Economic viability depends on achieving sufficient scale and efficiency. While federal incentives improve the business case for recycling, facilities require substantial upfront investment. Hydrometallurgical plants, for example, need significant capital for equipment and permitting. Without adequate volumes of incoming batteries to process, these facilities risk operating below capacity, threatening financial sustainability. Industry projections suggest that battery retirement volumes will grow dramatically after 2030 as early electric vehicles reach end-of-life, but bridging the gap until then requires strategic planning and continued policy support.

Regulatory harmonization would benefit industry development. Current state-by-state variations in battery handling requirements create compliance complexity for companies operating across multiple jurisdictions. National standards for collection, transportation, and processing could streamline operations while maintaining high environmental and safety protections. Policymakers should look to successful models like the European Union’s comprehensive battery regulations, which establish clear recovery rate targets and producer responsibility frameworks.

The Strategic Imperative of Domestic Battery Recycling

As the US-China trade war continues to expose vulnerabilities in critical mineral supply chains, battery recycling represents a strategic imperative for national security and economic competitiveness. The circular economy approach embodied by domestic recycling operations offers a pathway to reduce dependence on foreign sources while advancing environmental sustainability goals and creating domestic jobs.

Companies like American Li-ion demonstrate that commercial-scale battery recycling is achievable today, not merely a future aspiration. By processing batteries from collection through final material production entirely within the United States, these operations keep strategic materials under domestic control while building the infrastructure needed to support growing electric vehicle adoption and renewable energy deployment.

The convergence of federal policy support, technological innovation, and market forces creates favorable conditions for rapid industry expansion. The Bipartisan Infrastructure Law and Inflation Reduction Act provide financial incentives that improve recycling economics. Advances in hydrometallurgy, direct recycling, and automated processing enhance efficiency and material recovery rates. Growing awareness of supply chain risks motivates battery manufacturers and automakers to partner with domestic recyclers.

Success requires coordinated action across stakeholders. Policymakers must maintain and expand funding for recycling infrastructure while working toward regulatory harmonization. Battery manufacturers should design products with end-of-life recyclability in mind. Consumers need accessible collection options and clear information about proper battery disposal. Investors should recognize the strategic value of recycling operations beyond immediate financial returns.

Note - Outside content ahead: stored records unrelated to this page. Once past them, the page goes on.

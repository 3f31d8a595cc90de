pub mod keys;
mod rocksdb;
mod traits;

pub use self::rocksdb::RocksDbStorage;
pub use keys::DeliveryKey;
pub use traits::{Storage, WriteBatchOp};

The US-China trade war has revealed uncomfortable truths about American dependence on foreign sources for materials essential to both national defense and clean energy futures. Battery recycling through circular economy principles offers a practical solution—one that strengthens supply chain resilience, supports domestic manufacturing, reduces environmental impacts, and advances energy independence. As trade tensions persist and critical mineral demand grows, investing in comprehensive battery recycling infrastructure is not optional but essential for securing America’s economic and strategic interests in the decades ahead.

By embracing circular economy models and supporting companies like American Li-ion that are building domestic recycling capacity, the United States can transform a strategic vulnerability into a competitive advantage—creating a sustainable, secure, and economically vibrant battery supply chain that serves the nation’s long-term interests.